I'm not a professional Lisp programmer, but have been using it as the main programming language for my web-based projects.
It all started when as a research student I built my own 6800-based computer from a kit by Southwest Technical Products Corporation. I had learnt a bit of Lisp on the university mainframe, and so was excited when I found a listing for a Lisp interpreter for the 6800 in a copy of the popular American home computing magazine Byte. It took me several days to type in the listing from the magazine, but after a bit of work I got it working, and so had my own Lisp system. One of my first Lisp programs was a route-map program, to find the quickest route by road between any two places. I used to populate it with data from my car journeys. After I discovered Lisp I found it hard to go back to other languages, and Lisp has remained my preferred language.
The next version of Lisp I used was Acornsoft Lisp for the BBC Microcomputer, a ROM-based interpreter originally written by Mike Gardner of Owl Computers.

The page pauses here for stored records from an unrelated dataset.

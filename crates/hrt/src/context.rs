//! Per-thread execution context markers.
//!
//! The interrupt thread flags itself as interrupt context, and every callback
//! invocation records which service and timer it belongs to, so blocking
//! calls can detect self-waits without consulting the scheduler lock.

use std::cell::Cell;

use crate::registry::TimerHandle;

thread_local! {
    static IN_ISR: Cell<bool> = const { Cell::new(false) };
    static RUNNING: Cell<Option<(usize, TimerHandle)>> = const { Cell::new(None) };
}

/// Returns `true` on the service interrupt thread.
pub fn in_isr() -> bool {
    IN_ISR.with(Cell::get)
}

pub(crate) fn mark_isr_thread() {
    IN_ISR.with(|flag| flag.set(true));
}

/// Timer whose callback is executing on this thread, tagged with the owning
/// service id.
pub(crate) fn running_callback() -> Option<(usize, TimerHandle)> {
    RUNNING.with(Cell::get)
}

/// Restores the previous marker on drop, so nesting and panics unwind cleanly.
pub(crate) struct CallbackScope {
    previous: Option<(usize, TimerHandle)>,
}

impl CallbackScope {
    pub(crate) fn enter(service: usize, handle: TimerHandle) -> Self {
        let previous = RUNNING.with(|cell| cell.replace(Some((service, handle))));
        Self { previous }
    }
}

impl Drop for CallbackScope {
    fn drop(&mut self) {
        RUNNING.with(|cell| cell.set(self.previous));
    }
}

After that I progressed to Macintosh Common Lisp, released by Apple and subsequently maintained by Digitool, which allowed you to build Lisp applications using the Macintosh Toolbox. In 2000 I started working with CL-HTTP [1], a web server written in Lisp, and used it to develop web sites written in Lisp.
Because of problems running Digitool Common Lisp on Intel Macs I switched to LispWorks in 2008, and converted my projects and web sites to use LispWorks.